Blessed are the peacemakers, for they will be called children of God (Matthew 5:9).
On a farm in the Shenandoah Valley of Virginia, 45 year-old Alice Marshall gave birth to her youngest, Betty Jane, on April 2, 1925. Alice passed along not only a sturdy constitution but a very old soul – gentle, discerning, optimistic that droughts will end and the earth will produce the variety of crops Lacy Marshall and his son, John, planted.
With that sturdiness, Betty left the farm after graduating high school and worked in a jewelry store at the Homestead in Hot Springs, Virginia. She used the proceeds to support herself through Montreat College in North Carolina where she was yearbook editor, May Queen, and rock of support to her younger classmates. With the old soul, she heard a call to serve the church and did so as Secretary and Youth Leader at Shandon Presbyterian Church in Columbia, South Carolina.
There she married a young banker, Rees Jenkins, Jr., and started a family. On the face of it, this set her career as mother and homemaker. But the old soul and gentle rock followed God’s call to church work. Granted that included many more years as a church secretary, elder, Sunday School teacher, and farm style cook for Wednesday night supper delicacies. Yet, I mainly have in mind the behind-the-scenes work she did as a peacemaker.
My brother, Rees III, sister, Jane, and I grew up in Lumberton, North Carolina, county seat of Robeson County. Its tri-racial demographic includes roughly equal numbers of African-American, Native American, and Caucasian residents. Shortly after school desegregation, I came home in the seventh grade and told her my day included teaching classmates their ABCs. Soon she met with school officials, and they started a volunteer tutoring program.
A United Methodist Church and Community Center developed for dialogue and cooperative work across racial and economic lines. Our mother attended meetings faithfully and reported, “Our meetings made peace because people got to know each other and spoke honestly about their biases, hurts, and fears.” They did not solve the county’s problems overnight, but they built a stronger foundation of peace by sharing concern for each other’s plight and raising awareness of needs throughout the area that people of faith cannot ignore.
Soon she became a source of wisdom and solace to diverse leaders. The sole African-American on the City Council, Rev. E.B. Turner, had Mom preach one Ladies Sunday at the large Baptist Church he pastored. For a day, she stepped out from behind the scenes.
While she did it for the church and community, she told me that most of all, she did it for her children: “I wanted you to make friends among children of other races and economic situations and not join in the fear and suspicion.” She succeeded.

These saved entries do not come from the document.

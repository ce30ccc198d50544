//! Built-in filters
//!
//! Each filter comes as a small spec type (its configuration) and a state
//! type built from it. Numeric filters read values through `Scalar`.

use std::collections::VecDeque;
use std::sync::Arc;

use seqframe_core::{Scalar, SyncResult, Time, TimedValue};
use seqframe_cursor::SeqSource;

use crate::{Filter, FilterSpec};

// ============================================================================
// CUMULATIVE SUM
// ============================================================================

/// Running total of every swept value
#[derive(Clone, Copy, Debug, Default)]
pub struct CumSum;

pub struct CumSumFilter<T, V> {
    total: V,
    current: Option<TimedValue<T, V>>,
}

impl<T: Time + 'static, V: Scalar + 'static> FilterSpec<T, V> for CumSum {
    fn build(&self) -> Box<dyn Filter<T, V>> {
        Box::new(CumSumFilter::<T, V> {
            total: V::default(),
            current: None,
        })
    }
}

impl<T: Time, V: Scalar> Filter<T, V> for CumSumFilter<T, V> {
    fn next(&mut self, time: &T, source: &dyn SeqSource<T, V>) -> SyncResult<()> {
        self.current = None;
        let moved = source.moved_items();
        if moved.is_empty() {
            return Ok(());
        }
        for item in moved {
            self.total = self.total + *item.value();
        }
        self.current = Some(TimedValue::new(time.clone(), self.total));
        Ok(())
    }

    fn current_item(&self) -> Option<&TimedValue<T, V>> {
        self.current.as_ref()
    }

    fn name(&self) -> &'static str {
        "cumsum"
    }
}

// ============================================================================
// LAG
// ============================================================================

/// Value observed `periods` items before the current one
#[derive(Clone, Copy, Debug)]
pub struct Lag {
    pub periods: usize,
}

impl Lag {
    pub fn new(periods: usize) -> Self {
        Lag { periods }
    }
}

pub struct LagFilter<T, V> {
    periods: usize,
    /// Last `periods` values, oldest first
    history: VecDeque<V>,
    current: Option<TimedValue<T, V>>,
}

impl<T: Time + 'static, V: Clone + 'static> FilterSpec<T, V> for Lag {
    fn build(&self) -> Box<dyn Filter<T, V>> {
        Box::new(LagFilter::<T, V> {
            periods: self.periods,
            history: VecDeque::with_capacity(self.periods + 1),
            current: None,
        })
    }
}

impl<T: Time, V: Clone> Filter<T, V> for LagFilter<T, V> {
    fn next(&mut self, time: &T, source: &dyn SeqSource<T, V>) -> SyncResult<()> {
        self.current = None;
        for item in source.moved_items() {
            if item.time() == time {
                let lagged = if self.periods == 0 {
                    Some(item.value().clone())
                } else if self.history.len() == self.periods {
                    self.history.front().cloned()
                } else {
                    None
                };
                self.current = lagged.map(|v| TimedValue::new(time.clone(), v));
            }
            if self.periods > 0 {
                self.history.push_back(item.value().clone());
                if self.history.len() > self.periods {
                    self.history.pop_front();
                }
            }
        }
        Ok(())
    }

    fn current_item(&self) -> Option<&TimedValue<T, V>> {
        self.current.as_ref()
    }

    fn name(&self) -> &'static str {
        "lag"
    }
}

// ============================================================================
// DIFF
// ============================================================================

/// Difference between the current value and the one before it
#[derive(Clone, Copy, Debug, Default)]
pub struct Diff;

pub struct DiffFilter<T, V> {
    previous: Option<V>,
    current: Option<TimedValue<T, V>>,
}

impl<T: Time + 'static, V: Scalar + 'static> FilterSpec<T, V> for Diff {
    fn build(&self) -> Box<dyn Filter<T, V>> {
        Box::new(DiffFilter::<T, V> {
            previous: None,
            current: None,
        })
    }
}

impl<T: Time, V: Scalar> Filter<T, V> for DiffFilter<T, V> {
    fn next(&mut self, time: &T, source: &dyn SeqSource<T, V>) -> SyncResult<()> {
        self.current = None;
        for item in source.moved_items() {
            let value = *item.value();
            if item.time() == time {
                self.current = self
                    .previous
                    .map(|prev| TimedValue::new(time.clone(), value - prev));
            }
            self.previous = Some(value);
        }
        Ok(())
    }

    fn current_item(&self) -> Option<&TimedValue<T, V>> {
        self.current.as_ref()
    }

    fn name(&self) -> &'static str {
        "diff"
    }
}

// ============================================================================
// ROLLING WINDOWS
// ============================================================================

/// How a full window is reduced
#[derive(Clone, Copy, Debug, PartialEq, Eq)]
enum Reduce {
    Sum,
    Mean,
}

/// Sum of the last `window` items
#[derive(Clone, Copy, Debug)]
pub struct RollingSum {
    pub window: usize,
}

impl RollingSum {
    /// A zero window is treated as one
    pub fn new(window: usize) -> Self {
        RollingSum {
            window: window.max(1),
        }
    }
}

/// Mean of the last `window` items
#[derive(Clone, Copy, Debug)]
pub struct RollingMean {
    pub window: usize,
}

impl RollingMean {
    /// A zero window is treated as one
    pub fn new(window: usize) -> Self {
        RollingMean {
            window: window.max(1),
        }
    }
}

pub struct RollingFilter<T, V> {
    window: usize,
    reduce: Reduce,
    values: VecDeque<V>,
    current: Option<TimedValue<T, V>>,
}

impl<T, V: Scalar> RollingFilter<T, V> {
    fn new(window: usize, reduce: Reduce) -> Self {
        let window = window.max(1);
        RollingFilter {
            window,
            reduce,
            values: VecDeque::with_capacity(window + 1),
            current: None,
        }
    }

    fn reduced(&self) -> V {
        let sum = self
            .values
            .iter()
            .fold(V::default(), |acc, v| acc + *v);
        match self.reduce {
            Reduce::Sum => sum,
            Reduce::Mean => V::from_f64(sum.to_f64() / self.values.len() as f64),
        }
    }
}

impl<T: Time + 'static, V: Scalar + 'static> FilterSpec<T, V> for RollingSum {
    fn build(&self) -> Box<dyn Filter<T, V>> {
        Box::new(RollingFilter::<T, V>::new(self.window, Reduce::Sum))
    }
}

impl<T: Time + 'static, V: Scalar + 'static> FilterSpec<T, V> for RollingMean {
    fn build(&self) -> Box<dyn Filter<T, V>> {
        Box::new(RollingFilter::<T, V>::new(self.window, Reduce::Mean))
    }
}

impl<T: Time, V: Scalar> Filter<T, V> for RollingFilter<T, V> {
    fn next(&mut self, time: &T, source: &dyn SeqSource<T, V>) -> SyncResult<()> {
        self.current = None;
        for item in source.moved_items() {
            self.values.push_back(*item.value());
            if self.values.len() > self.window {
                self.values.pop_front();
            }
            if item.time() == time && self.values.len() == self.window {
                self.current = Some(TimedValue::new(time.clone(), self.reduced()));
            }
        }
        Ok(())
    }

    fn current_item(&self) -> Option<&TimedValue<T, V>> {
        self.current.as_ref()
    }

    fn name(&self) -> &'static str {
        match self.reduce {
            Reduce::Sum => "rolling_sum",
            Reduce::Mean => "rolling_mean",
        }
    }
}

// ============================================================================
// EWMA
// ============================================================================

/// Exponentially weighted moving average, seeded by the first value
#[derive(Clone, Copy, Debug)]
pub struct Ewma {
    pub alpha: f64,
}

impl Ewma {
    /// `alpha` is clamped to [0, 1]
    pub fn new(alpha: f64) -> Self {
        Ewma {
            alpha: alpha.clamp(0.0, 1.0),
        }
    }
}

pub struct EwmaFilter<T, V> {
    alpha: f64,
    state: Option<f64>,
    current: Option<TimedValue<T, V>>,
}

impl<T: Time + 'static, V: Scalar + 'static> FilterSpec<T, V> for Ewma {
    fn build(&self) -> Box<dyn Filter<T, V>> {
        Box::new(EwmaFilter::<T, V> {
            alpha: self.alpha,
            state: None,
            current: None,
        })
    }
}

impl<T: Time, V: Scalar> Filter<T, V> for EwmaFilter<T, V> {
    fn next(&mut self, time: &T, source: &dyn SeqSource<T, V>) -> SyncResult<()> {
        self.current = None;
        let moved = source.moved_items();
        if moved.is_empty() {
            return Ok(());
        }
        for item in moved {
            let x = item.value().to_f64();
            self.state = Some(match self.state {
                Some(prev) => self.alpha * x + (1.0 - self.alpha) * prev,
                None => x,
            });
        }
        self.current = self
            .state
            .map(|s| TimedValue::new(time.clone(), V::from_f64(s)));
        Ok(())
    }

    fn current_item(&self) -> Option<&TimedValue<T, V>> {
        self.current.as_ref()
    }

    fn name(&self) -> &'static str {
        "ewma"
    }
}

// ============================================================================
// PASSTHROUGH / MAP
// ============================================================================

/// Re-emits the source's own current and moved items
#[derive(Clone, Copy, Debug, Default)]
pub struct Passthrough;

pub struct PassthroughFilter<T, V> {
    current: Option<TimedValue<T, V>>,
    moved: Vec<TimedValue<T, V>>,
}

impl<T: Time + 'static, V: Clone + 'static> FilterSpec<T, V> for Passthrough {
    fn build(&self) -> Box<dyn Filter<T, V>> {
        Box::new(PassthroughFilter::<T, V> {
            current: None,
            moved: Vec::new(),
        })
    }
}

impl<T: Time, V: Clone> Filter<T, V> for PassthroughFilter<T, V> {
    fn next(&mut self, _time: &T, source: &dyn SeqSource<T, V>) -> SyncResult<()> {
        self.current = source.current_item()?.cloned();
        self.moved.clear();
        self.moved.extend_from_slice(source.moved_items());
        Ok(())
    }

    fn current_item(&self) -> Option<&TimedValue<T, V>> {
        self.current.as_ref()
    }

    fn moved_items(&self) -> &[TimedValue<T, V>] {
        &self.moved
    }

    fn name(&self) -> &'static str {
        "passthrough"
    }
}

/// Applies a function to the current item's value
pub struct Map<V> {
    f: Arc<dyn Fn(&V) -> V + Send + Sync>,
}

impl<V> Map<V> {
    pub fn new<F>(f: F) -> Self
    where
        F: Fn(&V) -> V + Send + Sync + 'static,
    {
        Map { f: Arc::new(f) }
    }
}

impl<V> Clone for Map<V> {
    fn clone(&self) -> Self {
        Map {
            f: Arc::clone(&self.f),
        }
    }
}

pub struct MapFilter<T, V> {
    f: Arc<dyn Fn(&V) -> V + Send + Sync>,
    current: Option<TimedValue<T, V>>,
}

impl<T: Time + 'static, V: 'static> FilterSpec<T, V> for Map<V> {
    fn build(&self) -> Box<dyn Filter<T, V>> {
        Box::new(MapFilter::<T, V> {
            f: Arc::clone(&self.f),
            current: None,
        })
    }
}

impl<T: Time, V> Filter<T, V> for MapFilter<T, V> {
    fn next(&mut self, _time: &T, source: &dyn SeqSource<T, V>) -> SyncResult<()> {
        self.current = source
            .current_item()?
            .map(|item| item.with_value((self.f)(item.value())));
        Ok(())
    }

    fn current_item(&self) -> Option<&TimedValue<T, V>> {
        self.current.as_ref()
    }

    fn name(&self) -> &'static str {
        "map"
    }
}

Thank you, Mom, for teaching us about peace, the kind of peace only a mother’s love can instill, but also the peace Jesus Christ called his followers to make. I don’t know how much longer before he tells you face-to-face, “Well done, good and faithful servant,” but I speak for your family, church, and countless others in assuring you he will. Without a doubt, he too finds in you a rock of support and a beloved old soul.